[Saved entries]

======

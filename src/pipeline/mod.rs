//! Request pipeline composition.
//!
//! # Data Flow
//! ```text
//! PipelineBuilder::new()
//!     .stage(a)                      outermost
//!     .stage_excluding(b, paths)     skipped on exact path match
//!     .stage(c)                      innermost
//!     .build(router)
//!
//! request → a → b → c → router → c → b → a → response
//! ```
//!
//! # Design Decisions
//! - Every stage implements one trait, `Middleware`; order is explicit
//! - Composition cannot fail
//! - A stage that rejects writes the response itself and never calls `next`

pub mod builder;
pub mod exclusion;

pub use builder::{Middleware, PipelineBuilder};
pub use exclusion::PathExclusion;
//! Lifecycle management subsystem.
//!
//! # Data Flow
//! ```text
//! Signals (signals.rs):
//!     SIGTERM/SIGINT → Shutdown::trigger
//!
//! Shutdown (shutdown.rs):
//!     Trigger → servers stop accepting → in-flight requests drain → exit
//! ```

pub mod shutdown;
pub mod signals;

pub use shutdown::Shutdown;
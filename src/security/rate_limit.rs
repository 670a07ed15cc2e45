//! Per-client fixed-window rate limiting.
//!
//! Each client key owns a window `{count, started}`. A request either opens
//! a fresh window (first request, or the old one is at least `window` old) or
//! increments the current one; once the count passes `max_requests` the
//! request is rejected until the window ends.
//!
//! Fixed windows let up to `2 * max_requests` through around a window
//! boundary. That is accepted behaviour for this limiter.

use std::net::SocketAddr;
use std::sync::Arc;
use std::time::{Duration, Instant};

use async_trait::async_trait;
use axum::{
    body::Body,
    extract::ConnectInfo,
    http::{HeaderValue, Request},
    middleware::Next,
    response::{IntoResponse, Response},
};
use dashmap::DashMap;

use crate::config::RateLimitConfig;
use crate::error::ApiError;
use crate::observability::metrics;
use crate::pipeline::Middleware;

pub const X_RATELIMIT_LIMIT: &str = "x-ratelimit-limit";
pub const X_RATELIMIT_REMAINING: &str = "x-ratelimit-remaining";

/// Key used when the peer address is unknown.
const UNKNOWN_CLIENT: &str = "unknown";

#[derive(Debug, Clone, Copy)]
struct Window {
    count: u32,
    started: Instant,
}

/// Outcome of a rate limit check.
#[derive(Debug, Clone, Copy, PartialEq, Eq)]
pub enum RateDecision {
    Allowed { remaining: u32 },
    Limited { retry_after: Duration },
}

/// Concurrency-safe fixed-window counter keyed by client.
pub struct RateLimiter {
    windows: DashMap<String, Window>,
    max_requests: u32,
    window: Duration,
}

impl RateLimiter {
    pub fn new(max_requests: u32, window: Duration) -> Self {
        Self {
            windows: DashMap::new(),
            max_requests,
            window,
        }
    }

    pub fn from_config(config: &RateLimitConfig) -> Self {
        Self::new(config.max_requests, Duration::from_secs(config.window_secs))
    }

    pub fn max_requests(&self) -> u32 {
        self.max_requests
    }

    pub fn window(&self) -> Duration {
        self.window
    }

    /// Check and record one request from `key` now.
    pub fn check(&self, key: &str) -> RateDecision {
        self.check_at(key, Instant::now())
    }

    /// Check and record one request from `key` at `now`.
    ///
    /// The read-check-increment runs while holding the write guard of the
    /// key's shard, so concurrent callers for one key are serialised.
    pub fn check_at(&self, key: &str, now: Instant) -> RateDecision {
        let mut entry = self
            .windows
            .entry(key.to_owned())
            .or_insert(Window { count: 0, started: now });

        let elapsed = now.saturating_duration_since(entry.started);
        if entry.count == 0 || elapsed >= self.window {
            *entry = Window { count: 1, started: now };
            return RateDecision::Allowed {
                remaining: self.max_requests.saturating_sub(1),
            };
        }

        entry.count = entry.count.saturating_add(1);
        if entry.count > self.max_requests {
            RateDecision::Limited {
                retry_after: self.window - elapsed,
            }
        } else {
            RateDecision::Allowed {
                remaining: self.max_requests - entry.count,
            }
        }
    }

    /// Drop windows that ended before `now`. Returns how many were removed.
    pub fn sweep(&self, now: Instant) -> usize {
        let before = self.windows.len();
        self.windows
            .retain(|_, w| now.saturating_duration_since(w.started) < self.window);
        before.saturating_sub(self.windows.len())
    }

    /// Number of tracked client keys.
    pub fn tracked_clients(&self) -> usize {
        self.windows.len()
    }

    /// Periodically sweep stale windows until the runtime shuts down.
    pub fn spawn_sweeper(self: &Arc<Self>, every: Duration) -> tokio::task::JoinHandle<()> {
        let limiter = Arc::downgrade(self);
        tokio::spawn(async move {
            let mut interval = tokio::time::interval(every);
            interval.tick().await;
            loop {
                interval.tick().await;
                let Some(limiter) = limiter.upgrade() else {
                    break;
                };
                let removed = limiter.sweep(Instant::now());
                if removed > 0 {
                    tracing::debug!(removed, remaining = limiter.tracked_clients(), "Swept rate limit windows");
                }
            }
        })
    }
}

/// Client key for a request: the peer IP when known.
pub fn client_key(request: &Request<Body>) -> String {
    request
        .extensions()
        .get::<ConnectInfo<SocketAddr>>()
        .map(|ConnectInfo(addr)| addr.ip().to_string())
        .unwrap_or_else(|| UNKNOWN_CLIENT.to_string())
}

/// Pipeline stage enforcing a [`RateLimiter`].
pub struct RateLimit {
    limiter: Arc<RateLimiter>,
}

impl RateLimit {
    pub fn new(limiter: Arc<RateLimiter>) -> Self {
        Self { limiter }
    }
}

#[async_trait]
impl Middleware for RateLimit {
    fn name(&self) -> &'static str {
        "rate_limit"
    }

    async fn handle(&self, request: Request<Body>, next: Next) -> Response {
        let key = client_key(&request);

        match self.limiter.check(&key) {
            RateDecision::Allowed { remaining } => {
                let mut response = next.run(request).await;
                let headers = response.headers_mut();
                headers.insert(X_RATELIMIT_LIMIT, HeaderValue::from(self.limiter.max_requests()));
                headers.insert(X_RATELIMIT_REMAINING, HeaderValue::from(remaining));
                response
            }
            RateDecision::Limited { retry_after } => {
                tracing::warn!(client = %key, retry_after = ?retry_after, "Rate limit exceeded");
                metrics::record_rate_limited();
                ApiError::RateLimited { retry_after }.into_response()
            }
        }
    }
}
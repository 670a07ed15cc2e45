//! Shutdown coordination.

use tokio::sync::broadcast;

/// Coordinator for graceful shutdown.
///
/// Servers and background tasks subscribe; one trigger reaches them all.
pub struct Shutdown {
    tx: broadcast::Sender<()>,
}

impl Shutdown {
    pub fn new() -> Self {
        let (tx, _) = broadcast::channel(1);
        Self { tx }
    }

    pub fn subscribe(&self) -> broadcast::Receiver<()> {
        self.tx.subscribe()
    }

    pub fn trigger(&self) {
        let _ = self.tx.send(());
    }

    /// Subscribers still listening.
    pub fn receiver_count(&self) -> usize {
        self.tx.receiver_count()
    }
}

impl Default for Shutdown {
    fn default() -> Self {
        Self::new()
    }
}

/// Resolve once `rx` sees a trigger or its sender is gone.
pub async fn wait(mut rx: broadcast::Receiver<()>) {
    let _ = rx.recv().await;
}
//! Metrics collection and exposition.
//!
//! # Metrics
//! - `gateway_requests_total` (counter): requests by method, status
//! - `gateway_request_duration_seconds` (histogram): latency distribution
//! - `gateway_rate_limited_total` (counter): rejected by the rate limiter
//! - `gateway_auth_events_total` (counter): auth lifecycle by event, outcome
//!
//! Without an installed recorder every call is a no-op.

use std::net::SocketAddr;
use std::time::Duration;

use metrics::{counter, histogram};
use metrics_exporter_prometheus::PrometheusBuilder;

/// Install the Prometheus recorder with its own HTTP listener.
pub fn init_metrics(addr: SocketAddr) {
    match PrometheusBuilder::new().with_http_listener(addr).install() {
        Ok(()) => tracing::info!(address = %addr, "Metrics endpoint started"),
        Err(e) => tracing::error!(error = %e, "Failed to install metrics exporter"),
    }
}

pub fn record_request(method: &str, status: u16, elapsed: Duration) {
    counter!(
        "gateway_requests_total",
        "method" => method.to_string(),
        "status" => status.to_string()
    )
    .increment(1);
    histogram!("gateway_request_duration_seconds", "method" => method.to_string())
        .record(elapsed.as_secs_f64());
}

pub fn record_rate_limited() {
    counter!("gateway_rate_limited_total").increment(1);
}

pub fn record_auth_event(event: &'static str, outcome: &'static str) {
    counter!("gateway_auth_events_total", "event" => event, "outcome" => outcome).increment(1);
}
//! Password hashing (Argon2id, PHC strings).
//!
//! Hashing is CPU-bound; the async wrappers move it to the blocking pool.

use std::sync::OnceLock;

use argon2::{
    password_hash::{PasswordHash, PasswordHasher, PasswordVerifier, SaltString},
    Argon2,
};
use rand::{rngs::OsRng, RngCore};
use thiserror::Error;

#[derive(Debug, Error)]
pub enum PasswordError {
    #[error("failed to hash password: {0}")]
    Hash(String),

    #[error("password task failed: {0}")]
    Task(String),
}

pub fn hash_password(password: &str) -> Result<String, PasswordError> {
    let mut salt_bytes = [0u8; 16];
    OsRng.fill_bytes(&mut salt_bytes);
    let salt = SaltString::encode_b64(&salt_bytes).map_err(|e| PasswordError::Hash(e.to_string()))?;

    Argon2::default()
        .hash_password(password.as_bytes(), &salt)
        .map(|hash| hash.to_string())
        .map_err(|e| PasswordError::Hash(e.to_string()))
}

/// False for a wrong password and for a malformed stored hash.
pub fn verify_password(password: &str, hash: &str) -> bool {
    let Ok(parsed) = PasswordHash::new(hash) else {
        return false;
    };
    Argon2::default().verify_password(password.as_bytes(), &parsed).is_ok()
}

/// Verify against a throwaway hash so unknown accounts cost the same as
/// known ones.
pub fn burn_verification(password: &str) {
    static DUMMY: OnceLock<Option<String>> = OnceLock::new();
    let dummy = DUMMY.get_or_init(|| hash_password("unused-dummy-password").ok());
    if let Some(hash) = dummy {
        let _ = verify_password(password, hash);
    }
}

pub async fn hash_password_blocking(password: String) -> Result<String, PasswordError> {
    tokio::task::spawn_blocking(move || hash_password(&password))
        .await
        .map_err(|e| PasswordError::Task(e.to_string()))?
}

pub async fn verify_password_blocking(password: String, hash: String) -> Result<bool, PasswordError> {
    tokio::task::spawn_blocking(move || verify_password(&password, &hash))
        .await
        .map_err(|e| PasswordError::Task(e.to_string()))
}

pub async fn burn_verification_blocking(password: String) {
    if let Err(e) = tokio::task::spawn_blocking(move || burn_verification(&password)).await {
        tracing::warn!(error = %e, "Dummy password verification task failed");
    }
}
//! Authenticated caller identity.

use axum::{extract::FromRequestParts, http::request::Parts};
use serde::{Deserialize, Serialize};

use crate::error::ApiError;

/// Account identifier as stored by the credential store.
pub type AccountId = u64;

/// Role carried in the token.
#[derive(Debug, Clone, Copy, PartialEq, Eq, Hash, Serialize, Deserialize)]
#[serde(rename_all = "lowercase")]
pub enum Role {
    Admin,
    Manager,
    Exec,
}

impl Role {
    pub fn as_str(&self) -> &'static str {
        match self {
            Role::Admin => "admin",
            Role::Manager => "manager",
            Role::Exec => "exec",
        }
    }
}

/// Identity of the caller, published into request extensions by the
/// token authenticator.
#[derive(Debug, Clone, PartialEq, Eq, Serialize, Deserialize)]
pub struct Identity {
    pub subject_id: AccountId,
    pub username: String,
    pub role: Role,
}

impl Identity {
    /// 403 unless the caller holds one of `roles`.
    pub fn require_role(&self, roles: &[Role]) -> Result<(), ApiError> {
        if roles.contains(&self.role) {
            Ok(())
        } else {
            tracing::debug!(
                subject = self.subject_id,
                role = self.role.as_str(),
                "Insufficient role"
            );
            Err(ApiError::Forbidden(
                "you do not have permission to perform this action".into(),
            ))
        }
    }

    /// True for the account itself or an admin.
    pub fn may_act_for(&self, account: AccountId) -> bool {
        self.subject_id == account || self.role == Role::Admin
    }
}

impl<S> FromRequestParts<S> for Identity
where
    S: Send + Sync,
{
    type Rejection = ApiError;

    async fn from_request_parts(parts: &mut Parts, _state: &S) -> Result<Self, Self::Rejection> {
        parts
            .extensions
            .get::<Identity>()
            .cloned()
            .ok_or_else(|| ApiError::Unauthenticated("authentication required".into()))
    }
}

#[cfg(test)]
mod tests {
    use super::*;
    use axum::http::Request;

    fn exec() -> Identity {
        Identity {
            subject_id: 7,
            username: "jdoe".into(),
            role: Role::Exec,
        }
    }

    #[test]
    fn test_require_role() {
        let identity = exec();
        assert!(identity.require_role(&[Role::Exec, Role::Admin]).is_ok());
        let err = identity.require_role(&[Role::Admin]).unwrap_err();
        assert!(matches!(err, ApiError::Forbidden(_)));
    }

    #[test]
    fn test_may_act_for() {
        let identity = exec();
        assert!(identity.may_act_for(7));
        assert!(!identity.may_act_for(8));

        let admin = Identity { role: Role::Admin, ..exec() };
        assert!(admin.may_act_for(8));
    }

    #[test]
    fn test_role_serde_lowercase() {
        assert_eq!(serde_json::to_string(&Role::Manager).unwrap(), "\"manager\"");
        let role: Role = serde_json::from_str("\"admin\"").unwrap();
        assert_eq!(role, Role::Admin);
    }

    #[tokio::test]
    async fn test_extractor() {
        let (mut parts, _) = Request::new(()).into_parts();
        let missing = Identity::from_request_parts(&mut parts, &()).await;
        assert!(matches!(missing, Err(ApiError::Unauthenticated(_))));

        parts.extensions.insert(exec());
        let found = Identity::from_request_parts(&mut parts, &()).await.unwrap();
        assert_eq!(found, exec());
    }
}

======

Wherever a line contains the string "Result", copy that line from the data.

• **FINAL ANSWER**:
pub fn hash_password(password: &str) -> Result<String, PasswordError> {
pub async fn hash_password_blocking(password: String) -> Result<String, PasswordError> {
pub async fn verify_password_blocking(password: String, hash: String) -> Result<bool, PasswordError> {
    pub fn require_role(&self, roles: &[Role]) -> Result<(), ApiError> {
    async fn from_request_parts(parts: &mut Parts, _state: &S) -> Result<Self, Self::Rejection> {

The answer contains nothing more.